** What you have to do **
Down to the final line, print each entry exactly.

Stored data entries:

'''

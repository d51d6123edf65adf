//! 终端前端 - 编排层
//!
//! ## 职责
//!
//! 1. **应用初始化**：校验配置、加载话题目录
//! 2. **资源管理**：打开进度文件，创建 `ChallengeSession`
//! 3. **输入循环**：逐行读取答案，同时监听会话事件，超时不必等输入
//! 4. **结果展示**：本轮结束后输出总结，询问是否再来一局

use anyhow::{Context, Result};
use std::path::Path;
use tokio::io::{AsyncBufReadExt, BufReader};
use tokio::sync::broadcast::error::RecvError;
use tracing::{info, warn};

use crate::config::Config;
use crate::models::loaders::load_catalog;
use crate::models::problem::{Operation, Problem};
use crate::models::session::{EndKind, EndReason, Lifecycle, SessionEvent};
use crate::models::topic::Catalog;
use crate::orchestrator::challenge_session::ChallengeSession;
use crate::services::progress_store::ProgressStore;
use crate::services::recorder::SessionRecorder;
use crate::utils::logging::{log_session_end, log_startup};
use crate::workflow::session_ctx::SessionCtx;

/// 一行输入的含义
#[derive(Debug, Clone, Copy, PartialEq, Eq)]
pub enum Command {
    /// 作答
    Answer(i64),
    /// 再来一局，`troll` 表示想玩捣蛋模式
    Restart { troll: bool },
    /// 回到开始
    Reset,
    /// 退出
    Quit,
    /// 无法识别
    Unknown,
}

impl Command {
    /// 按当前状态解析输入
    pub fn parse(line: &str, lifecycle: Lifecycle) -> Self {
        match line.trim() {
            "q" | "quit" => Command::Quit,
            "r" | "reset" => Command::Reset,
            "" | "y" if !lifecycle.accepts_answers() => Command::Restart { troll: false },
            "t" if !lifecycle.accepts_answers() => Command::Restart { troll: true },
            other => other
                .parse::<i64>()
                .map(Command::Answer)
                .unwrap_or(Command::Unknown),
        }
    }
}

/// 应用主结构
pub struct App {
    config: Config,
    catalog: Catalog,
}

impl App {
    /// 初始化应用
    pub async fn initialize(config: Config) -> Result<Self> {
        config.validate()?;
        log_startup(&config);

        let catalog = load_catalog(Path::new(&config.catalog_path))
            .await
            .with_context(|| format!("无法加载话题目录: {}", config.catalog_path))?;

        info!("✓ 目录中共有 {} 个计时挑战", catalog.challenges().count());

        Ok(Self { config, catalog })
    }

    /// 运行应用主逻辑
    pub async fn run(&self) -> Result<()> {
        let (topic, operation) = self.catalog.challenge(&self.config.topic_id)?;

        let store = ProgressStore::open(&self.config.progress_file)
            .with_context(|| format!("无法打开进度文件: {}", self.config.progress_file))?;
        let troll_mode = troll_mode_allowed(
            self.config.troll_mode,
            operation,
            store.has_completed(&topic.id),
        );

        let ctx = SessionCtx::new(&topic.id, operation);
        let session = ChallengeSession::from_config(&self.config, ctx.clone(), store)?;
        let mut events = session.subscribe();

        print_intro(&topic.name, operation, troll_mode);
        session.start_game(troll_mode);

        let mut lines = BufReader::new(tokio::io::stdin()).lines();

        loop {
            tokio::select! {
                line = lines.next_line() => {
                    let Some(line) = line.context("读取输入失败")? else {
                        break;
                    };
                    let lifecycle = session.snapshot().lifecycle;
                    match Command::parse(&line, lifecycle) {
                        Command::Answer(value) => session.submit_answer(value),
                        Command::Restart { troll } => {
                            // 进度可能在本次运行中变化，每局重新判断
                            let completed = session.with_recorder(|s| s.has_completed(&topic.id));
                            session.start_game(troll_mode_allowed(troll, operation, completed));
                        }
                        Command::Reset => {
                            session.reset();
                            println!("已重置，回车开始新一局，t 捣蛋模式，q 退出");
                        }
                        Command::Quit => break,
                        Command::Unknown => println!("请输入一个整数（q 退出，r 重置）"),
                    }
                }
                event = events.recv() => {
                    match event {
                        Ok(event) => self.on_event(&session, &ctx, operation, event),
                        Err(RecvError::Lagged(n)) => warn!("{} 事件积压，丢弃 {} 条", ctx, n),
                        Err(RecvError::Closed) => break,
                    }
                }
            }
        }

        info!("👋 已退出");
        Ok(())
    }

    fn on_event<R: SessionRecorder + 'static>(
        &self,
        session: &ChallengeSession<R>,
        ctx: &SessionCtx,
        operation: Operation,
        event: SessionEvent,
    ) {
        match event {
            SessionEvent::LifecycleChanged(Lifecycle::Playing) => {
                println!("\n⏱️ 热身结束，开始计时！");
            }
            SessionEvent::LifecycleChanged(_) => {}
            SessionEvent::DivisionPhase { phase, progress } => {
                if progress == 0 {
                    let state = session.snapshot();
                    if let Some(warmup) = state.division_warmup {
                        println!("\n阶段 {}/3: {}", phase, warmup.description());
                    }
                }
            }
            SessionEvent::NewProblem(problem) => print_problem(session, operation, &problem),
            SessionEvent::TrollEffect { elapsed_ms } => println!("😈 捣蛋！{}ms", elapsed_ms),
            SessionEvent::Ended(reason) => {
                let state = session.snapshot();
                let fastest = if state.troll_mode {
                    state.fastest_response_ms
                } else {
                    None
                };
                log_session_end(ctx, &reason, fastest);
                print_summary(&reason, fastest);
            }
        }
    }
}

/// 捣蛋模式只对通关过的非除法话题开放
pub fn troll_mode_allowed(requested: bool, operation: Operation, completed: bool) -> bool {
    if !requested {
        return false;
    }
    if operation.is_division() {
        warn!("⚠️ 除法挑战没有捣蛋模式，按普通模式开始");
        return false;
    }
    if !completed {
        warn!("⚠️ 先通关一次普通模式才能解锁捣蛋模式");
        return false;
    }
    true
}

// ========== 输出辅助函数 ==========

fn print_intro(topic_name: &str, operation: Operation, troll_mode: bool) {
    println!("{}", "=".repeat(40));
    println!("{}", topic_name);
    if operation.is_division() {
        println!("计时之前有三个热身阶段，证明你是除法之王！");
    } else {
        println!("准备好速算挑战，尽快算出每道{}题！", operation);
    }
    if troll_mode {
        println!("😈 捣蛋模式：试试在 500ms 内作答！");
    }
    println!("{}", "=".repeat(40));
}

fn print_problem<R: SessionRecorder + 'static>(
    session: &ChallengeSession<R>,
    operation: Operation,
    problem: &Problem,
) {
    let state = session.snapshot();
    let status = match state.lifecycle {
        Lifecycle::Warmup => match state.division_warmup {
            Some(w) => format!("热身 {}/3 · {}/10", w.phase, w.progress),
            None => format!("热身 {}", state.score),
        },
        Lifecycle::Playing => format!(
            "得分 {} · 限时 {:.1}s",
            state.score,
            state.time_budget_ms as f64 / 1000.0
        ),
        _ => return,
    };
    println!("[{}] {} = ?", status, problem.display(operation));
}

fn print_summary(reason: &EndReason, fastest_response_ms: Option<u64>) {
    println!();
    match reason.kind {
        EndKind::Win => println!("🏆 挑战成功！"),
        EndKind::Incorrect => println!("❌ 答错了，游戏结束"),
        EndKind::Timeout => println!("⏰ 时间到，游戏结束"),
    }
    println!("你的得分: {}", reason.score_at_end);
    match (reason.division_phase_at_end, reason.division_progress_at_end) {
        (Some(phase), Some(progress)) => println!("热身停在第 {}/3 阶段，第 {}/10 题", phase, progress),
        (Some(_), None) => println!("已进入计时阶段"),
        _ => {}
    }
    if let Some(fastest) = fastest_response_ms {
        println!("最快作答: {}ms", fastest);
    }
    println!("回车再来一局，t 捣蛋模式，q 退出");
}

'''

** Written response **
repository d51d6123edf65adf
//! 终端前端 - 编排层
//!
//! ## 职责
//!
//! 1. **应用初始化**：校验配置、加载话题目录
//! 2. **资源管理**：打开进度文件，创建 `ChallengeSession`
//! 3. **输入循环**：逐行读取答案，同时监听会话事件，超时不必等输入
//! 4. **结果展示**：本轮结束后输出总结，询问是否再来一局

use anyhow::{Context, Result};
use std::path::Path;
use tokio::io::{AsyncBufReadExt, BufReader};
use tokio::sync::broadcast::error::RecvError;
use tracing::{info, warn};

use crate::config::Config;
use crate::models::loaders::load_catalog;
use crate::models::problem::{Operation, Problem};
use crate::models::session::{EndKind, EndReason, Lifecycle, SessionEvent};
use crate::models::topic::Catalog;
use crate::orchestrator::challenge_session::ChallengeSession;
use crate::services::progress_store::ProgressStore;
use crate::services::recorder::SessionRecorder;
use crate::utils::logging::{log_session_end, log_startup};
use crate::workflow::session_ctx::SessionCtx;

/// 一行输入的含义
#[derive(Debug, Clone, Copy, PartialEq, Eq)]
pub enum Command {
    /// 作答
    Answer(i64),
    /// 再来一局，`troll` 表示想玩捣蛋模式
    Restart { troll: bool },
    /// 回到开始
    Reset,
    /// 退出
    Quit,
    /// 无法识别
    Unknown,
}

impl Command {
    /// 按当前状态解析输入
    pub fn parse(line: &str, lifecycle: Lifecycle) -> Self {
        match line.trim() {
            "q" | "quit" => Command::Quit,
            "r" | "reset" => Command::Reset,
            "" | "y" if !lifecycle.accepts_answers() => Command::Restart { troll: false },
            "t" if !lifecycle.accepts_answers() => Command::Restart { troll: true },
            other => other
                .parse::<i64>()
                .map(Command::Answer)
                .unwrap_or(Command::Unknown),
        }
    }
}

/// 应用主结构
pub struct App {
    config: Config,
    catalog: Catalog,
}

impl App {
    /// 初始化应用
    pub async fn initialize(config: Config) -> Result<Self> {
        config.validate()?;
        log_startup(&config);

        let catalog = load_catalog(Path::new(&config.catalog_path))
            .await
            .with_context(|| format!("无法加载话题目录: {}", config.catalog_path))?;

        info!("✓ 目录中共有 {} 个计时挑战", catalog.challenges().count());

        Ok(Self { config, catalog })
    }

    /// 运行应用主逻辑
    pub async fn run(&self) -> Result<()> {
        let (topic, operation) = self.catalog.challenge(&self.config.topic_id)?;

        let store = ProgressStore::open(&self.config.progress_file)
            .with_context(|| format!("无法打开进度文件: {}", self.config.progress_file))?;
        let troll_mode = troll_mode_allowed(
            self.config.troll_mode,
            operation,
            store.has_completed(&topic.id),
        );

        let ctx = SessionCtx::new(&topic.id, operation);
        let session = ChallengeSession::from_config(&self.config, ctx.clone(), store)?;
        let mut events = session.subscribe();

        print_intro(&topic.name, operation, troll_mode);
        session.start_game(troll_mode);

        let mut lines = BufReader::new(tokio::io::stdin()).lines();

        loop {
            tokio::select! {
                line = lines.next_line() => {
                    let Some(line) = line.context("读取输入失败")? else {
                        break;
                    };
                    let lifecycle = session.snapshot().lifecycle;
                    match Command::parse(&line, lifecycle) {
                        Command::Answer(value) => session.submit_answer(value),
                        Command::Restart { troll } => {
                            // 进度可能在本次运行中变化，每局重新判断
                            let completed = session.with_recorder(|s| s.has_completed(&topic.id));
                            session.start_game(troll_mode_allowed(troll, operation, completed));
                        }
                        Command::Reset => {
                            session.reset();
                            println!("已重置，回车开始新一局，t 捣蛋模式，q 退出");
                        }
                        Command::Quit => break,
                        Command::Unknown => println!("请输入一个整数（q 退出，r 重置）"),
                    }
                }
                event = events.recv() => {
                    match event {
                        Ok(event) => self.on_event(&session, &ctx, operation, event),
                        Err(RecvError::Lagged(n)) => warn!("{} 事件积压，丢弃 {} 条", ctx, n),
                        Err(RecvError::Closed) => break,
                    }
                }
            }
        }

        info!("👋 已退出");
        Ok(())
    }

    fn on_event<R: SessionRecorder + 'static>(
        &self,
        session: &ChallengeSession<R>,
        ctx: &SessionCtx,
        operation: Operation,
        event: SessionEvent,
    ) {
        match event {
            SessionEvent::LifecycleChanged(Lifecycle::Playing) => {
                println!("\n⏱️ 热身结束，开始计时！");
            }
            SessionEvent::LifecycleChanged(_) => {}
            SessionEvent::DivisionPhase { phase, progress } => {
                if progress == 0 {
                    let state = session.snapshot();
                    if let Some(warmup) = state.division_warmup {
                        println!("\n阶段 {}/3: {}", phase, warmup.description());
                    }
                }
            }
            SessionEvent::NewProblem(problem) => print_problem(session, operation, &problem),
            SessionEvent::TrollEffect { elapsed_ms } => println!("😈 捣蛋！{}ms", elapsed_ms),
            SessionEvent::Ended(reason) => {
                let state = session.snapshot();
                let fastest = if state.troll_mode {
                    state.fastest_response_ms
                } else {
                    None
                };
                log_session_end(ctx, &reason, fastest);
                print_summary(&reason, fastest);
            }
        }
    }
}

/// 捣蛋模式只对通关过的非除法话题开放
pub fn troll_mode_allowed(requested: bool, operation: Operation, completed: bool) -> bool {
    if !requested {
        return false;
    }
    if operation.is_division() {
        warn!("⚠️ 除法挑战没有捣蛋模式，按普通模式开始");
        return false;
    }
    if !completed {
        warn!("⚠️ 先通关一次普通模式才能解锁捣蛋模式");
        return false;
    }
    true
}

// ========== 输出辅助函数 ==========

fn print_intro(topic_name: &str, operation: Operation, troll_mode: bool) {
    println!("{}", "=".repeat(40));
    println!("{}", topic_name);
    if operation.is_division() {
        println!("计时之前有三个热身阶段，证明你是除法之王！");
    } else {
        println!("准备好速算挑战，尽快算出每道{}题！", operation);
    }
    if troll_mode {
        println!("😈 捣蛋模式：试试在 500ms 内作答！");
    }
    println!("{}", "=".repeat(40));
}

fn print_problem<R: SessionRecorder + 'static>(
    session: &ChallengeSession<R>,
    operation: Operation,
    problem: &Problem,
) {
    let state = session.snapshot();
    let status = match state.lifecycle {
        Lifecycle::Warmup => match state.division_warmup {
            Some(w) => format!("热身 {}/3 · {}/10", w.phase, w.progress),
            None => format!("热身 {}", state.score),
        },
        Lifecycle::Playing => format!(
            "得分 {} · 限时 {:.1}s",
            state.score,
            state.time_budget_ms as f64 / 1000.0
        ),
        _ => return,
    };
    println!("[{}] {} = ?", status, problem.display(operation));
}

fn print_summary(reason: &EndReason, fastest_response_ms: Option<u64>) {
    println!();
    match reason.kind {
        EndKind::Win => println!("🏆 挑战成功！"),
        EndKind::Incorrect => println!("❌ 答错了，游戏结束"),
        EndKind::Timeout => println!("⏰ 时间到，游戏结束"),
    }
    println!("你的得分: {}", reason.score_at_end);
    match (reason.division_phase_at_end, reason.division_progress_at_end) {
        (Some(phase), Some(progress)) => println!("热身停在第 {}/3 阶段，第 {}/10 题", phase, progress),
        (Some(_), None) => println!("已进入计时阶段"),
        _ => {}
    }
    if let Some(fastest) = fastest_response_ms {
        println!("最快作答: {}ms", fastest);
    }
    println!("回车再来一局，t 捣蛋模式，q 退出");
}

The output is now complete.